Task - Every single record needs to be restated word for word.

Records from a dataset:

⁂

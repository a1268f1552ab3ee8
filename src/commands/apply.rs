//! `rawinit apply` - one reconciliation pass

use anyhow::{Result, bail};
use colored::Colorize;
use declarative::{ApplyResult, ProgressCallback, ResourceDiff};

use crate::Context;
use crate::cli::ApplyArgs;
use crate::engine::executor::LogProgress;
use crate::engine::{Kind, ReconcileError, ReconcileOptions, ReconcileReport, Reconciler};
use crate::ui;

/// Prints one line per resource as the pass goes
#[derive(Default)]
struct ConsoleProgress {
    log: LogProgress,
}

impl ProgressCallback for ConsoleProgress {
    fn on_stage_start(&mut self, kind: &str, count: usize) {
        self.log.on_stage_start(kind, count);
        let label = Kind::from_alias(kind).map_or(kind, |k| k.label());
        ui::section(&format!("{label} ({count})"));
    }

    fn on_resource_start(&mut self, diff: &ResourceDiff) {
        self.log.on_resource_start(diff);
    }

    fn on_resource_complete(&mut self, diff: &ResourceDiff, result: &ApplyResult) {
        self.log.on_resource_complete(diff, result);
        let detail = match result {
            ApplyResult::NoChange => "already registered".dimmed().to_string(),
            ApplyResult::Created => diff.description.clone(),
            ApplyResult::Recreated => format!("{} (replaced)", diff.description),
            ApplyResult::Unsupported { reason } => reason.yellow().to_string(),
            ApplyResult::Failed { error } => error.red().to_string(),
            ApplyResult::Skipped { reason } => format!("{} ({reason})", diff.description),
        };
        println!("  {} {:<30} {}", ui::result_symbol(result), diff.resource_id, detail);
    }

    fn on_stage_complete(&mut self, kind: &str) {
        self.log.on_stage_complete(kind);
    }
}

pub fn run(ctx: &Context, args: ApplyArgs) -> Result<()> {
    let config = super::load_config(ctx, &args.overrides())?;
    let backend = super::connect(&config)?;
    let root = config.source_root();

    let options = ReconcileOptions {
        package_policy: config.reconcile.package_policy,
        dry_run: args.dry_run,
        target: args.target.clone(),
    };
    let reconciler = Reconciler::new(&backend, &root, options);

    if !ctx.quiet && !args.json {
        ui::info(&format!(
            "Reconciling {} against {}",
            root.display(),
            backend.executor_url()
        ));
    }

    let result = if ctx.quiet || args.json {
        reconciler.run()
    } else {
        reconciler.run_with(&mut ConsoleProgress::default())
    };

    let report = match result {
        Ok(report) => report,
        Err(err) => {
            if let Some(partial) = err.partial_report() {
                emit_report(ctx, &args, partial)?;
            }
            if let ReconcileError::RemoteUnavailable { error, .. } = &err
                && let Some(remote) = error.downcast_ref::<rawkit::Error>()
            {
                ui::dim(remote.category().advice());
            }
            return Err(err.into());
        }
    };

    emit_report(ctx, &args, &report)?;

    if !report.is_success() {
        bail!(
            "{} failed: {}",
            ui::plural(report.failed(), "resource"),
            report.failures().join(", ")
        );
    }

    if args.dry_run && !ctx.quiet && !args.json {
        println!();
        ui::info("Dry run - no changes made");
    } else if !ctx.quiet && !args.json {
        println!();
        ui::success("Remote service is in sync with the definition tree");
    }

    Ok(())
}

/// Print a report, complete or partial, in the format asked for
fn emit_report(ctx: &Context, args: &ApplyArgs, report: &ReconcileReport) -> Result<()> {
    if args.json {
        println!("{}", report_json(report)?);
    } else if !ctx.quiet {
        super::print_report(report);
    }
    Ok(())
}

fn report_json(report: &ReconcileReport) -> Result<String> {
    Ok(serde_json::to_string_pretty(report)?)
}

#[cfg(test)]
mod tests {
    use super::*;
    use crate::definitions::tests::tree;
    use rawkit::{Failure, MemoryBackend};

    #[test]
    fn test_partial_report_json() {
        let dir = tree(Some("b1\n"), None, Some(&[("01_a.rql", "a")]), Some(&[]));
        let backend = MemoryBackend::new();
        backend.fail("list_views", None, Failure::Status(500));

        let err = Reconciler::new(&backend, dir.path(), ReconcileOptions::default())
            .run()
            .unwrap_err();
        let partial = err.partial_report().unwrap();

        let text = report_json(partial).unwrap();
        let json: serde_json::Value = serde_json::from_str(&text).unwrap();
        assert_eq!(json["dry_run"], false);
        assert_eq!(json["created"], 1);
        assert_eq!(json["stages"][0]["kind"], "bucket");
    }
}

⁂

Worked solution -
repository a1268f1552ab3ee8
filename src/commands/apply.rs
//! `rawinit apply` - one reconciliation pass

use anyhow::{Result, bail};
use colored::Colorize;
use declarative::{ApplyResult, ProgressCallback, ResourceDiff};

use crate::Context;
use crate::cli::ApplyArgs;
use crate::engine::executor::LogProgress;
use crate::engine::{Kind, ReconcileError, ReconcileOptions, ReconcileReport, Reconciler};
use crate::ui;

/// Prints one line per resource as the pass goes
#[derive(Default)]
struct ConsoleProgress {
    log: LogProgress,
}

impl ProgressCallback for ConsoleProgress {
    fn on_stage_start(&mut self, kind: &str, count: usize) {
        self.log.on_stage_start(kind, count);
        let label = Kind::from_alias(kind).map_or(kind, |k| k.label());
        ui::section(&format!("{label} ({count})"));
    }

    fn on_resource_start(&mut self, diff: &ResourceDiff) {
        self.log.on_resource_start(diff);
    }

    fn on_resource_complete(&mut self, diff: &ResourceDiff, result: &ApplyResult) {
        self.log.on_resource_complete(diff, result);
        let detail = match result {
            ApplyResult::NoChange => "already registered".dimmed().to_string(),
            ApplyResult::Created => diff.description.clone(),
            ApplyResult::Recreated => format!("{} (replaced)", diff.description),
            ApplyResult::Unsupported { reason } => reason.yellow().to_string(),
            ApplyResult::Failed { error } => error.red().to_string(),
            ApplyResult::Skipped { reason } => format!("{} ({reason})", diff.description),
        };
        println!("  {} {:<30} {}", ui::result_symbol(result), diff.resource_id, detail);
    }

    fn on_stage_complete(&mut self, kind: &str) {
        self.log.on_stage_complete(kind);
    }
}

pub fn run(ctx: &Context, args: ApplyArgs) -> Result<()> {
    let config = super::load_config(ctx, &args.overrides())?;
    let backend = super::connect(&config)?;
    let root = config.source_root();

    let options = ReconcileOptions {
        package_policy: config.reconcile.package_policy,
        dry_run: args.dry_run,
        target: args.target.clone(),
    };
    let reconciler = Reconciler::new(&backend, &root, options);

    if !ctx.quiet && !args.json {
        ui::info(&format!(
            "Reconciling {} against {}",
            root.display(),
            backend.executor_url()
        ));
    }

    let result = if ctx.quiet || args.json {
        reconciler.run()
    } else {
        reconciler.run_with(&mut ConsoleProgress::default())
    };

    let report = match result {
        Ok(report) => report,
        Err(err) => {
            if let Some(partial) = err.partial_report() {
                emit_report(ctx, &args, partial)?;
            }
            if let ReconcileError::RemoteUnavailable { error, .. } = &err
                && let Some(remote) = error.downcast_ref::<rawkit::Error>()
            {
                ui::dim(remote.category().advice());
            }
            return Err(err.into());
        }
    };

    emit_report(ctx, &args, &report)?;

    if !report.is_success() {
        bail!(
            "{} failed: {}",
            ui::plural(report.failed(), "resource"),
            report.failures().join(", ")
        );
    }

    if args.dry_run && !ctx.quiet && !args.json {
        println!();
        ui::info("Dry run - no changes made");
    } else if !ctx.quiet && !args.json {
        println!();
        ui::success("Remote service is in sync with the definition tree");
    }

    Ok(())
}

/// Print a report, complete or partial, in the format asked for
fn emit_report(ctx: &Context, args: &ApplyArgs, report: &ReconcileReport) -> Result<()> {
    if args.json {
        println!("{}", report_json(report)?);
    } else if !ctx.quiet {
        super::print_report(report);
    }
    Ok(())
}

fn report_json(report: &ReconcileReport) -> Result<String> {
    Ok(serde_json::to_string_pretty(report)?)
}

#[cfg(test)]
mod tests {
    use super::*;
    use crate::definitions::tests::tree;
    use rawkit::{Failure, MemoryBackend};

    #[test]
    fn test_partial_report_json() {
        let dir = tree(Some("b1\n"), None, Some(&[("01_a.rql", "a")]), Some(&[]));
        let backend = MemoryBackend::new();
        backend.fail("list_views", None, Failure::Status(500));

        let err = Reconciler::new(&backend, dir.path(), ReconcileOptions::default())
            .run()
            .unwrap_err();
        let partial = err.partial_report().unwrap();

        let text = report_json(partial).unwrap();
        let json: serde_json::Value = serde_json::from_str(&text).unwrap();
        assert_eq!(json["dry_run"], false);
        assert_eq!(json["created"], 1);
        assert_eq!(json["stages"][0]["kind"], "bucket");
    }
}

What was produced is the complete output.